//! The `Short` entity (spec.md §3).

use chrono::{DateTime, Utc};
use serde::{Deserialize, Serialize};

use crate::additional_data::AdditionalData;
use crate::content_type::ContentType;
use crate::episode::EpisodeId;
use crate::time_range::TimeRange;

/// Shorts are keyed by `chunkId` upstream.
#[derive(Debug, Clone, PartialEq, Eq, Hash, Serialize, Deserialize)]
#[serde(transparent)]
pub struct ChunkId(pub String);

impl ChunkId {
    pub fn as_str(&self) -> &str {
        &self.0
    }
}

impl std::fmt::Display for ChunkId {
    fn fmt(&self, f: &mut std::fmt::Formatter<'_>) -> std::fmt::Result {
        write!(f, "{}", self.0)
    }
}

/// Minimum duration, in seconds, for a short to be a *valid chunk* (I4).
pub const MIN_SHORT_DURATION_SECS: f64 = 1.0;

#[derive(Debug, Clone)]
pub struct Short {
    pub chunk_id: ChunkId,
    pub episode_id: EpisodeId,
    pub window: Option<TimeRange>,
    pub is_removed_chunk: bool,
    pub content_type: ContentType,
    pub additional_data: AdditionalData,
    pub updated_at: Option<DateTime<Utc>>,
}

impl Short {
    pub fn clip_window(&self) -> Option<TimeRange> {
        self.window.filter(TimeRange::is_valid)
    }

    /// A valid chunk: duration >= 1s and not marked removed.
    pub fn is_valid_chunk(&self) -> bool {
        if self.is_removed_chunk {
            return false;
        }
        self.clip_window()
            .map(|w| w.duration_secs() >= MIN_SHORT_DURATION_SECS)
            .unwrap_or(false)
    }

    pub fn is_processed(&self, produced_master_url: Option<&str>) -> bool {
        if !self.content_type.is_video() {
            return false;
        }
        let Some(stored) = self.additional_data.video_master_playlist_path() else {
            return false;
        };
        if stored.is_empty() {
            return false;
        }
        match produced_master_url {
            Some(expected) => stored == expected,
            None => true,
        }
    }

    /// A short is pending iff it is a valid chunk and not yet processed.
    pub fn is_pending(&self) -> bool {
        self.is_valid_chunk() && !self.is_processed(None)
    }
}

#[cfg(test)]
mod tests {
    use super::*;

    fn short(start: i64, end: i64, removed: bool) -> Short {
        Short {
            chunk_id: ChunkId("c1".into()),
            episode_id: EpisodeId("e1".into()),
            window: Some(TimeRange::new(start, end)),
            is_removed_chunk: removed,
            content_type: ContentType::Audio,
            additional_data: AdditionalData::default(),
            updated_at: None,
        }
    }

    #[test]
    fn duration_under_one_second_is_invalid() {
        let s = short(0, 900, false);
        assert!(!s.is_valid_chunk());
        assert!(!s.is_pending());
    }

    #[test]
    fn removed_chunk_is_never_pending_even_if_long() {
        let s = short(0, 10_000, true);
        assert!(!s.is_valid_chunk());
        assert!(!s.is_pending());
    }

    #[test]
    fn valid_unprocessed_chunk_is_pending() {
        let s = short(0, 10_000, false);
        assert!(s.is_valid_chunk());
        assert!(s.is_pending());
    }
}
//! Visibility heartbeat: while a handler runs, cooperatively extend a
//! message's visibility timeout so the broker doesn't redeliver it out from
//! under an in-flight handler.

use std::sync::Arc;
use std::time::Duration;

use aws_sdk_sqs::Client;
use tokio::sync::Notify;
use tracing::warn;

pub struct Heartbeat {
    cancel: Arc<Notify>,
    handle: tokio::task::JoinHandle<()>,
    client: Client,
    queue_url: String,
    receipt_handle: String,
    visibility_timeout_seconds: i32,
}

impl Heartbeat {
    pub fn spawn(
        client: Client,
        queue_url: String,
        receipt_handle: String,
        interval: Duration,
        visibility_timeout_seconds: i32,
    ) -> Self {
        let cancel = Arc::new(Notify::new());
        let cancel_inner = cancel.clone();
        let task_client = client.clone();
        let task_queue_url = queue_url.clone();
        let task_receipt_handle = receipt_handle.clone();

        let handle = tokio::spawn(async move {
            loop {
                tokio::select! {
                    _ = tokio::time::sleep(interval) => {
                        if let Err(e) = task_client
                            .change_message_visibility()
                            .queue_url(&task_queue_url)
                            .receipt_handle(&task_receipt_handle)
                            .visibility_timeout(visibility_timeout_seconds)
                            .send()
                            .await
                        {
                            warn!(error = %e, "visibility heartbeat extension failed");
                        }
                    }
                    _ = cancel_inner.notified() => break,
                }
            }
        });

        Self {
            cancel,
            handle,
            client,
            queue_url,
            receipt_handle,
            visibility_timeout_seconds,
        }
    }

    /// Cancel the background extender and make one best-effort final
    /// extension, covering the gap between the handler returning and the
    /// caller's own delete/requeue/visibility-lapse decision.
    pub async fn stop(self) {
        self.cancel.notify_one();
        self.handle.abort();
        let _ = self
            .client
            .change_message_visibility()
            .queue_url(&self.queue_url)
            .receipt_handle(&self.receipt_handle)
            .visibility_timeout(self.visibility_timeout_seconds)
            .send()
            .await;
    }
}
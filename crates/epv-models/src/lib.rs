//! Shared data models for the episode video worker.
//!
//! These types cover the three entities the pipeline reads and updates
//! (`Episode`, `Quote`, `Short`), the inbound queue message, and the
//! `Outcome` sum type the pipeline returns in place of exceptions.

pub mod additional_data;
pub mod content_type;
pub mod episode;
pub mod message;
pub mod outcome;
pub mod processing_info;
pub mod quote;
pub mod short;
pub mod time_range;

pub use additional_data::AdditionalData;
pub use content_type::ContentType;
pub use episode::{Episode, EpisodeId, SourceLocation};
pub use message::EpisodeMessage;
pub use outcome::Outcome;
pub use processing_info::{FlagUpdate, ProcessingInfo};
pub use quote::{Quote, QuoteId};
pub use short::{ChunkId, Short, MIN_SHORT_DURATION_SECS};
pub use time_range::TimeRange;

━━━━━━━━━━

## WORK TASK
Copy each line of the entries in which the string "spawn" is found.

## RESPONSE AREA
    pub fn spawn(
        let handle = tokio::spawn(async move {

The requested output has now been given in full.